Forum Moderators: Ocean10000 & incrediBILL

Message Too Old, No Replies


log spamming?

6:36 pm on Mar 9, 2003 (gmt 0)

10+ Year Member

I found an entry in my logs that appears to be log spamming. The referrer and user-agent were from ctechld.com and the referrer was appended with my domain name in capital letters. Notice that the referrer looks bogus--it has subdirectories after an html file.

Originating IP:
Referrer: "http://www.ctechld.com/index.html/links/MY_DOMAIN_NAME_HERE"
User-agent: "http://www.ctechld.com"

A whois lookup says that ctechld.com belongs to an outfit called Concert Technologies (concerttechnologies.net) in Long Island, NY.

ctechld.com gives a 302 redirect to 4kissld.com which is registered to Capsule Communications, Inc. (capsulecom.com) in Bensalem, PA., NETBLK-CAPSULE (NET-209-195-236-0-1) - has no reverse DNS configured. It is part of a Cloud 9 netblock.
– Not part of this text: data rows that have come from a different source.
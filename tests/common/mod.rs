#![allow(dead_code)]

pub mod builders;
pub mod strategies;

pub use builders::*;
pub use strategies::*;
//! Step records as stored on the ledger
//!
//! A record is one participant submission. The step count itself lives on the
//! ledger as ciphertext until a verified decryption reveals it; `public_value1`
//! carries an unencrypted mirror for display.

use chrono::{DateTime, TimeZone, Utc};
use serde::{Deserialize, Serialize};
use std::fmt;

/// Prefix of every client-generated record id
pub const RECORD_ID_PREFIX: &str = "steps";

/// Number of address characters (after `0x`) folded into a record id
const ADDRESS_SLICE_LEN: usize = 6;

/// Opaque record identifier, assigned once by the uploading client
#[derive(Debug, Clone, PartialEq, Eq, Hash, PartialOrd, Ord, Serialize, Deserialize)]
#[serde(transparent)]
pub struct RecordId(String);

impl RecordId {
    pub fn new(id: impl Into<String>) -> Self {
        Self(id.into())
    }

    /// Build a fresh id from the creation time and the creator's address.
    ///
    /// Format: `steps-<unix millis>-<address chars 2..8>`. Two uploads from the
    /// same account within one millisecond produce the same id.
    pub fn generate(address: &str, now: DateTime<Utc>) -> Self {
        let trimmed = address.strip_prefix("0x").unwrap_or(address);
        let slice: String = trimmed.chars().take(ADDRESS_SLICE_LEN).collect();
        Self(format!(
            "{}-{}-{}",
            RECORD_ID_PREFIX,
            now.timestamp_millis(),
            slice
        ))
    }

    pub fn as_str(&self) -> &str {
        &self.0
    }
}

impl fmt::Display for RecordId {
    fn fmt(&self, f: &mut fmt::Formatter<'_>) -> fmt::Result {
        f.write_str(&self.0)
    }
}

impl From<&str> for RecordId {
    fn from(s: &str) -> Self {
        Self(s.to_string())
    }
}

impl From<String> for RecordId {
    fn from(s: String) -> Self {
        Self(s)
    }
}

/// One participant submission
#[derive(Debug, Clone, PartialEq, Eq, Serialize, Deserialize)]
#[serde(rename_all = "camelCase")]
pub struct StepRecord {
    pub id: RecordId,
    pub name: String,
    pub creator: String,
    /// Ledger-assigned creation time (seconds since epoch)
    pub timestamp: i64,
    /// Plaintext mirror of the step count
    #[serde(default)]
    pub public_value1: u32,
    /// Reserved, zero in this flow
    #[serde(default)]
    pub public_value2: u32,
    #[serde(default)]
    pub is_verified: bool,
    /// Revealed step count; zero while unverified
    #[serde(default)]
    pub decrypted_value: u32,
    /// Position among verified records, recomputed on every load
    #[serde(default, skip_serializing_if = "Option::is_none")]
    pub rank: Option<u32>,
}

impl StepRecord {
    /// Revealed step count, only for verified records
    pub fn steps(&self) -> Option<u32> {
        self.is_verified.then_some(self.decrypted_value)
    }

    /// Case-insensitive creator match
    pub fn is_created_by(&self, address: &str) -> bool {
        self.creator.eq_ignore_ascii_case(address)
    }

    pub fn created_at(&self) -> Option<DateTime<Utc>> {
        Utc.timestamp_opt(self.timestamp, 0).single()
    }

    /// `YYYY-MM-DD` creation date, empty if the timestamp is out of range
    pub fn created_date(&self) -> String {
        self.created_at()
            .map(|t| t.format("%Y-%m-%d").to_string())
            .unwrap_or_default()
    }

    pub fn short_creator(&self) -> String {
        short_address(&self.creator)
    }

    pub fn steps_display(&self) -> String {
        match self.steps() {
            Some(steps) => format!("{} steps", steps),
            None => "Encrypted".to_string(),
        }
    }

    pub fn rank_display(&self) -> String {
        match self.rank {
            Some(rank) => format!("#{}", rank),
            None => "--".to_string(),
        }
    }
}

/// Shorten an address to `0x1234...abcd`
pub fn short_address(address: &str) -> String {
    let chars: Vec<char> = address.chars().collect();
    if chars.len() <= 10 {
        return address.to_string();
    }
    let head: String = chars[..6].iter().collect();
    let tail: String = chars[chars.len() - 4..].iter().collect();
    format!("{}...{}", head, tail)
}

/// Parse a user-supplied step count.
///
/// Leading zeros are accepted (`"007"` is 7). Negative, non-numeric and empty
/// input all become 0. Values that do not fit in `u32` yield `None`.
pub fn parse_steps(input: &str) -> Option<u32> {
    let trimmed = input.trim();
    if trimmed.is_empty() || !trimmed.chars().all(|c| c.is_ascii_digit()) {
        return Some(0);
    }
    trimmed.parse::<u32>().ok()
}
I'll be banning ctechld.com, 4kissld.com, and

5:30 am on Mar 10, 2003 (gmt 0)

WebmasterWorld Administrator brett_tabke is a WebmasterWorld Top Contributor of All Time 10+ Year Member Top Contributors Of The Month

There are so many log file spammers running now (100+ a day here), that it is futile to even point them out.
6:21 am on Mar 10, 2003 (gmt 0)

10+ Year Member

Wow, that many, huh? That answers the question I posed in the related thread [webmasterworld.com].
1:27 am on Mar 12, 2003 (gmt 0)

10+ Year Member

Yeah, I had this one too. The referer looked dubious, so I decided to check it out. As soon as I hit the enter key I knew it was a mistake. Now I feel like a newbie who replied to a remove-me@spammer.com email. :o

Hopefully log spamming doesn't actually work that way!

2:42 am on Mar 12, 2003 (gmt 0)

10+ Year Member

Whenever I investigate a spamvertised website, I use the Sam Spade safe web browser interface. That way I don't pass any identifying information such as my IP address to the spammer. In this case, I also removed my domain name that was appended to the spamvertised referrer before I checked it out. If I'm investigating a spamvertised site from an email, I make sure to munge or remove any identifying codes that might be in the URL.

I'd like to see a forum here devoted to outing and identifying log spammers, similar to n.a.n.a.s and n.a.n.a.e for email spam. Maybe a SPEWS or Spamhaus type site would nip this log spamming in the bud before it gets as bad as email spam (if it's not too late).